Stored data entries:
■ ■ ■ ■ ■ ■ ■

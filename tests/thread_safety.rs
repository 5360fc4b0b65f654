//! Thread safety tests for asciitable.
//!
//! This module verifies:
//! 1. All public types are Send + Sync (compile-time verification)
//! 2. The lazily built style catalog and escape pattern work under concurrent access
//! 3. A shared table renders identically from many threads

use asciitable::prelude::*;
use std::thread;

// ============================================================================
// COMPILE-TIME SEND + SYNC VERIFICATION
// ============================================================================

/// Helper function to verify a type is Send + Sync at compile time.
fn assert_send_sync<T: Send + Sync>() {}

#[test]
fn test_table_types_are_send_sync() {
    assert_send_sync::<Table>();
    assert_send_sync::<CellValue>();
    assert_send_sync::<Alignment>();
    assert_send_sync::<ColumnFormat>();
    assert_send_sync::<TableSnapshot>();
}

#[test]
fn test_style_types_are_send_sync() {
    assert_send_sync::<BorderStyle>();
    assert_send_sync::<SectionStyle>();
    assert_send_sync::<StyleCatalog>();
}

#[test]
fn test_error_is_send_sync() {
    assert_send_sync::<TableError>();
}

// ============================================================================
// CONCURRENT GLOBAL STATE TESTS
// ============================================================================

#[test]
fn test_concurrent_builtin_catalog_access() {
    let handles: Vec<_> = (0..8)
        .map(|_| {
            thread::spawn(|| {
                for _ in 0..100 {
                    let catalog = StyleCatalog::builtin();
                    assert_eq!(catalog.len(), 15);
                    assert!(catalog.find("unicode-double").is_some());
                }
            })
        })
        .collect();

    for handle in handles {
        handle
            .join()
            .expect("Thread panicked during concurrent catalog access");
    }
}

#[test]
fn test_concurrent_visible_len_calculation() {
    use asciitable::cells::visible_len;

    let handles: Vec<_> = (0..8)
        .map(|i| {
            thread::spawn(move || {
                for _ in 0..500 {
                    assert_eq!(visible_len("\x1b[31mred\x1b[0m"), 3);
                    assert_eq!(visible_len(&format!("Thread {i}")), 7 + i.to_string().len());
                    // Wide characters (CJK)
                    assert_eq!(visible_len("\u{4e2d}\u{6587}"), 4);
                    assert_eq!(visible_len(""), 0);
                }
            })
        })
        .collect();

    for handle in handles {
        handle
            .join()
            .expect("Thread panicked during concurrent width calculation");
    }
}

// ============================================================================
// CONCURRENT RENDERING TESTS
// ============================================================================

#[test]
fn test_concurrent_table_building() {
    let handles: Vec<_> = (0..4)
        .map(|i| {
            thread::spawn(move || {
                for j in 0..50 {
                    let mut table = Table::new(format!("Thread {i} Table {j}"));
                    table
                        .set_heading(["Name", "Value"])
                        .add_row(row![format!("Row {j}"), j])
                        .add_row(row!["Test", 123])
                        .set_width(1, 8)
                        .set_wrapped(1, true)
                        .set_style("unicode-single");

                    let output = table.render();
                    assert!(output.contains(&format!("Thread {i} Table {j}")));
                }
            })
        })
        .collect();

    for handle in handles {
        handle
            .join()
            .expect("Thread panicked during concurrent table rendering");
    }
}

#[test]
fn test_shared_table_renders_identically() {
    let mut table = Table::new("Shared");
    table.set_heading(["Name", "Age"]);
    for i in 0..20 {
        table.add_row(row![format!("Person {i}"), i]);
    }
    let expected = table.render();

    thread::scope(|scope| {
        let handles: Vec<_> = (0..8)
            .map(|_| scope.spawn(|| (0..20).map(|_| table.render()).collect::<Vec<_>>()))
            .collect();

        for handle in handles {
            let outputs = handle
                .join()
                .expect("Thread panicked during shared table rendering");
            assert!(outputs.iter().all(|output| *output == expected));
        }
    });
}
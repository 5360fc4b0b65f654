//! Word wrapping that measures visible width and keeps ANSI styling intact.
//!
//! Wrapping works on glyphs: each printable character together with the
//! escape sequences that directly precede it. Breaking between glyphs can
//! never split an escape sequence, and the escapes that surround the whole
//! value (a colour and its reset, typically) are re-applied to every
//! produced line so each line is styled on its own.

use crate::cells::{get_character_cell_size, leading_escapes_end, partition, trailing_escapes_start};

#[derive(Debug, Clone, Copy)]
struct Glyph<'a> {
    escapes: &'a str,
    ch: char,
    width: usize,
}

impl<'a> Glyph<'a> {
    fn new(escapes: &'a str, ch: char) -> Self {
        Self {
            escapes,
            ch,
            width: get_character_cell_size(ch),
        }
    }

    fn is_space(&self) -> bool {
        self.ch.is_whitespace()
    }
}

fn width_of(glyphs: &[Glyph<'_>]) -> usize {
    glyphs.iter().map(|g| g.width).sum()
}

/// Number of leading glyphs that fit in `max_width` cells.
fn fit_count(glyphs: &[Glyph<'_>], max_width: usize) -> usize {
    let mut used = 0;
    glyphs
        .iter()
        .take_while(|g| {
            used += g.width;
            used <= max_width
        })
        .count()
}

/// Render a line of glyphs, dropping trailing whitespace but not its escapes.
fn render_line(carry: &mut String, glyphs: &[Glyph<'_>]) -> String {
    let end = glyphs.len() - glyphs.iter().rev().take_while(|g| g.is_space()).count();

    let mut line = std::mem::take(carry);
    for glyph in &glyphs[..end] {
        line.push_str(glyph.escapes);
        line.push(glyph.ch);
    }
    for glyph in &glyphs[end..] {
        line.push_str(glyph.escapes);
    }
    line
}

/// Wrap `text` into lines of at most `max_width` visible cells.
///
/// Lines break at the last whitespace that fits; a word longer than the
/// window is broken hard. Whitespace at the edges of every line is removed.
/// A `max_width` of zero is treated as one.
///
/// ```
/// use asciitable::wrap::word_wrap;
///
/// assert_eq!(word_wrap("this is a test", 5), "this\nis a\ntest");
/// assert_eq!(word_wrap("rate (%)", 4), "rate\n(%)");
/// ```
#[must_use]
pub fn word_wrap(text: &str, max_width: usize) -> String {
    wrap_lines(text, max_width).join("\n")
}

/// Like [`word_wrap`], returning the lines instead of joining them.
#[must_use]
pub fn wrap_lines(text: &str, max_width: usize) -> Vec<String> {
    let max_width = max_width.max(1);

    let lead_end = leading_escapes_end(text);
    let trail_start = trailing_escapes_start(text).max(lead_end);
    let (lead, body, trail) = (
        &text[..lead_end],
        &text[lead_end..trail_start],
        &text[trail_start..],
    );

    let mut glyphs = Vec::with_capacity(body.len());
    let mut tail = "";
    for (escapes, printable) in partition(body) {
        let mut chars = printable.chars();
        match chars.next() {
            Some(first) => {
                glyphs.push(Glyph::new(escapes, first));
                glyphs.extend(chars.map(|c| Glyph::new("", c)));
            }
            None => tail = escapes,
        }
    }

    let mut lines = Vec::new();
    let mut carry = String::new();
    let mut rest = glyphs.as_slice();

    loop {
        let skip = rest.iter().take_while(|g| g.is_space()).count();
        for glyph in &rest[..skip] {
            carry.push_str(glyph.escapes);
        }
        rest = &rest[skip..];

        if rest.is_empty() && !lines.is_empty() {
            break;
        }
        if width_of(rest) <= max_width {
            lines.push(render_line(&mut carry, rest));
            break;
        }

        let fit = fit_count(rest, max_width).max(1);
        let split = rest[..fit]
            .iter()
            .rposition(Glyph::is_space)
            .unwrap_or(fit);
        lines.push(render_line(&mut carry, &rest[..split]));
        rest = &rest[split..];
    }

    if let Some(last) = lines.last_mut() {
        last.push_str(&carry);
        last.push_str(tail);
    }

    if lead.is_empty() && trail.is_empty() {
        return lines;
    }
    lines
        .into_iter()
        .map(|line| format!("{lead}{line}{trail}"))
        .collect()
}

#[cfg(test)]
mod tests {
    use super::*;
    use crate::cells::visible_len;

    const RED: &str = "\x1b[31m";
    const RESET: &str = "\x1b[0m";

    #[test]
    fn test_wrap_at_spaces() {
        assert_eq!(word_wrap("this is a test", 5), "this\nis a\ntest");
        assert_eq!(word_wrap("rate (%)", 4), "rate\n(%)");
    }

    #[test]
    fn test_hard_break_long_words() {
        assert_eq!(word_wrap("this is a test", 3), "thi\ns\nis\na\ntes\nt");
        assert_eq!(word_wrap("abcdefgh", 3), "abc\ndef\ngh");
    }

    #[test]
    fn test_fits_unchanged() {
        assert_eq!(word_wrap("Dummy", 7), "Dummy");
        assert_eq!(word_wrap("Dummy 1", 7), "Dummy 1");
        assert_eq!(word_wrap("", 4), "");
    }

    #[test]
    fn test_whitespace_collapses_at_breaks() {
        assert_eq!(word_wrap("  ab    cd  ", 3), "ab\ncd");
        assert_eq!(word_wrap("   ", 2), "");
    }

    #[test]
    fn test_zero_width_is_clamped() {
        assert_eq!(word_wrap("abc", 0), "a\nb\nc");
    }

    #[test]
    fn test_wide_char_wider_than_window() {
        let lines = wrap_lines("日本", 1);
        assert_eq!(lines, vec!["日", "本"]);
    }

    #[test]
    fn test_wide_chars_respect_width() {
        for line in wrap_lines("日本語 テスト です", 4) {
            assert!(visible_len(&line) <= 4, "{line:?}");
        }
    }

    #[test]
    fn test_anchors_reapplied_per_line() {
        let text = format!("{RED}Dummy 1{RESET}");
        let lines = wrap_lines(&text, 5);
        assert_eq!(
            lines,
            vec![format!("{RED}Dummy{RESET}"), format!("{RED}1{RESET}")]
        );
    }

    #[test]
    fn test_inner_escapes_are_kept() {
        let text = format!("ab {RED}cd{RESET} ef");
        let joined: String = wrap_lines(&text, 2).concat();
        assert!(joined.contains(RED));
        assert!(joined.contains(RESET));
        assert_eq!(crate::cells::strip_ansi(&joined), "abcdef");
    }
}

■ ■ ■ ■ ■ ■ ■

Wherever "skip" turns up in the records, copy the whole line.

SOLUTION TO THE PROBLEM:
        let skip = rest.iter().take_while(|g| g.is_space()).count();
        for glyph in &rest[..skip] {
        rest = &rest[skip..];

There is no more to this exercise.